■ What this task involves
Please give back word for word the lines below, from the first one through the one with "source type, e.g.".

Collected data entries

####################

//! Subscription identity and shared state.
//!
//! A subscription is identified by the composite key of its four defining
//! fields; at most one live subscription exists per key. The registry itself
//! lives inside the session task (`connection.rs`); this module holds the
//! key derivation, the public [`Subscription`] handle, and the wire frames
//! for subscription setup and cancellation.

use crate::models::{ExtraFilter, RequestBody};
use serde_json::{Map, Value as JsonValue};
use std::sync::atomic::{AtomicBool, AtomicU64, Ordering};
use std::sync::{Arc, RwLock};
use std::time::SystemTime;

/// Derive the dedup key for a subscription.
///
/// The components are joined with `/`; an absent extra filter contributes an
/// empty segment so presence and absence produce the same key shape.
pub fn sub_key(es: &str, esn: &str, filter: &str, extra: &ExtraFilter) -> String {
    format!("{}/{}/{}/{}", es, esn, filter, extra.key_part())
}

/// The defining fields of a subscription, kept so the session task can
/// re-issue the request after a reconnect.
#[derive(Debug, Clone)]
pub struct SubscriptionSpec {
    /// Entity source type, e.g. `"jmx"`.
    pub es: String,
    /// Entity source name.
    pub esn: String,
    /// Primary filter expression.
    pub filter: String,
    /// Optional extra filter.
    pub extra: ExtraFilter,
}

impl SubscriptionSpec {
    /// The dedup key for this spec.
    pub fn key(&self) -> String {
        sub_key(&self.es, &self.esn, &self.filter, &self.extra)
    }

    /// Build the subscription setup frame body:
    /// `{t:"req", svc:"sub", op:"start", args:{es, esn, f, exf|stf}}`.
    pub fn start_body(&self) -> RequestBody {
        let mut args = Map::new();
        args.insert("es".to_string(), JsonValue::String(self.es.clone()));
        args.insert("esn".to_string(), JsonValue::String(self.esn.clone()));
        args.insert("f".to_string(), JsonValue::String(self.filter.clone()));
        self.extra.apply_to_args(&mut args);
        RequestBody::service_op("sub", "start").with_args(JsonValue::Object(args))
    }

    /// Build the best-effort cancellation frame body for a server-confirmed
    /// subscription.
    pub fn stop_body(&self, server_id: &JsonValue) -> RequestBody {
        let mut args = Map::new();
        args.insert("subId".to_string(), server_id.clone());
        RequestBody::service_op("sub", "stop").with_args(JsonValue::Object(args))
    }
}

/// State shared between the public [`Subscription`] handle and the session
/// task's registry entry.
#[derive(Debug)]
pub struct SubscriptionShared {
    /// `rid` of the most recent setup request for this subscription.
    request_id: AtomicU64,
    /// Server-assigned subscription id, captured from the setup response.
    server_id: RwLock<Option<JsonValue>>,
    /// When the server confirmed the subscription.
    confirmed_at: RwLock<Option<SystemTime>>,
    cancelled: AtomicBool,
}

impl SubscriptionShared {
    pub(crate) fn new(request_id: u64) -> Self {
        Self {
            request_id: AtomicU64::new(request_id),
            server_id: RwLock::new(None),
            confirmed_at: RwLock::new(None),
            cancelled: AtomicBool::new(false),
        }
    }

    pub(crate) fn set_request_id(&self, rid: u64) {
        self.request_id.store(rid, Ordering::SeqCst);
    }

    pub(crate) fn request_id(&self) -> u64 {
        self.request_id.load(Ordering::SeqCst)
    }

    pub(crate) fn confirm(&self, server_id: JsonValue) {
        *self.server_id.write().unwrap() = Some(server_id);
        *self.confirmed_at.write().unwrap() = Some(SystemTime::now());
    }

    /// Forget server-side state; the server no longer knows us after a
    /// disconnect.
    pub(crate) fn invalidate(&self) {
        *self.server_id.write().unwrap() = None;
        *self.confirmed_at.write().unwrap() = None;
    }

    pub(crate) fn cancel(&self) {
        self.cancelled.store(true, Ordering::SeqCst);
    }

    pub(crate) fn server_id(&self) -> Option<JsonValue> {
        self.server_id.read().unwrap().clone()
    }

    pub(crate) fn is_cancelled(&self) -> bool {
        self.cancelled.load(Ordering::SeqCst)
    }

    pub(crate) fn confirmed_at(&self) -> Option<SystemTime> {
        *self.confirmed_at.read().unwrap()
    }
}

/// Handle to a registered subscription.
///
/// Handles are cheap to clone; all handles returned for the same dedup key
/// share the same underlying record ([`same_as`](Subscription::same_as)
/// reports this).
#[derive(Debug, Clone)]
pub struct Subscription {
    key: String,
    shared: Arc<SubscriptionShared>,
}

impl Subscription {
    pub(crate) fn new(key: String, shared: Arc<SubscriptionShared>) -> Self {
        Self { key, shared }
    }

    /// The dedup key this subscription is registered under.
    pub fn key(&self) -> &str {
        &self.key
    }

    /// The `rid` of the most recent setup request.
    pub fn request_id(&self) -> u64 {
        self.shared.request_id()
    }

    /// The server-assigned subscription id, if the setup round trip has
    /// completed.
    pub fn server_subscription_id(&self) -> Option<JsonValue> {
        self.shared.server_id()
    }

    /// Whether the server has confirmed this subscription on the current
    /// connection.
    pub fn is_confirmed(&self) -> bool {
        self.shared.server_id().is_some()
    }

    /// When the server confirmed this subscription, if it has.
    pub fn confirmed_at(&self) -> Option<SystemTime> {
        self.shared.confirmed_at()
    }

    /// Whether this subscription has been cancelled.
    pub fn is_cancelled(&self) -> bool {
        self.shared.is_cancelled()
    }

    /// Whether two handles refer to the same registered subscription.
    pub fn same_as(&self, other: &Subscription) -> bool {
        Arc::ptr_eq(&self.shared, &other.shared)
    }

    pub(crate) fn shared(&self) -> &Arc<SubscriptionShared> {
        &self.shared
    }
}

#[cfg(test)]
mod tests {
    use super::*;
    use serde_json::json;

    #[test]
    fn key_shape_and_normalization() {
        let spec = SubscriptionSpec {
            es: "jmx".into(),
            esn: "svc:local".into(),
            filter: "domain:name".into(),
            extra: ExtraFilter::None,
        };
        assert_eq!(spec.key(), "jmx/svc:local/domain:name/");

        let with_extra = SubscriptionSpec {
            extra: ExtraFilter::One("m.1".into()),
            ..spec
        };
        assert_eq!(with_extra.key(), "jmx/svc:local/domain:name/m.1");
    }

    #[test]
    fn start_body_wire_shape() {
        let spec = SubscriptionSpec {
            es: "jmx".into(),
            esn: "svc:local".into(),
            filter: "domain:name".into(),
            extra: ExtraFilter::Many(vec!["a".into(), "b".into()]),
        };
        let wire = serde_json::to_value(spec.start_body().into_frame(9)).unwrap();
        assert_eq!(
            wire,
            json!({
                "t": "req", "svc": "sub", "op": "start",
                "args": {"es": "jmx", "esn": "svc:local", "f": "domain:name", "stf": ["a", "b"]},
                "rid": 9
            })
        );
    }

    #[test]
    fn stop_body_carries_server_id() {
        let spec = SubscriptionSpec {
            es: "jmx".into(),
            esn: "svc:local".into(),
            filter: "domain:name".into(),
            extra: ExtraFilter::None,
        };
        let wire = serde_json::to_value(spec.stop_body(&json!(17)).into_frame(10)).unwrap();
        assert_eq!(
            wire,
            json!({"t": "req", "svc": "sub", "op": "stop", "args": {"subId": 17}, "rid": 10})
        );
    }

    #[test]
    fn shared_state_lifecycle() {
        let shared = SubscriptionShared::new(3);
        assert_eq!(shared.request_id(), 3);
        assert!(shared.server_id().is_none());

        shared.confirm(json!("sub-9"));
        assert_eq!(shared.server_id(), Some(json!("sub-9")));
        assert!(shared.confirmed_at().is_some());

        shared.invalidate();
        assert!(shared.server_id().is_none());
        assert!(shared.confirmed_at().is_none());

        assert!(!shared.is_cancelled());
        shared.cancel();
        assert!(shared.is_cancelled());
    }

    #[test]
    fn handle_identity() {
        let shared = Arc::new(SubscriptionShared::new(0));
        let a = Subscription::new("k".into(), shared.clone());
        let b = Subscription::new("k".into(), shared);
        let c = Subscription::new("k".into(), Arc::new(SubscriptionShared::new(0)));
        assert!(a.same_as(&b));
        assert!(!a.same_as(&c));
    }
}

####################

■ Answer below
//! Subscription identity and shared state.
//!
//! A subscription is identified by the composite key of its four defining
//! fields; at most one live subscription exists per key. The registry itself
//! lives inside the session task (`connection.rs`); this module holds the
//! key derivation, the public [`Subscription`] handle, and the wire frames
//! for subscription setup and cancellation.

use crate::models::{ExtraFilter, RequestBody};
use serde_json::{Map, Value as JsonValue};
use std::sync::atomic::{AtomicBool, AtomicU64, Ordering};
use std::sync::{Arc, RwLock};
use std::time::SystemTime;

/// Derive the dedup key for a subscription.
///
/// The components are joined with `/`; an absent extra filter contributes an
/// empty segment so presence and absence produce the same key shape.
pub fn sub_key(es: &str, esn: &str, filter: &str, extra: &ExtraFilter) -> String {
    format!("{}/{}/{}/{}", es, esn, filter, extra.key_part())
}

/// The defining fields of a subscription, kept so the session task can
/// re-issue the request after a reconnect.
#[derive(Debug, Clone)]
pub struct SubscriptionSpec {
    /// Entity source type, e.g. `"jmx"`.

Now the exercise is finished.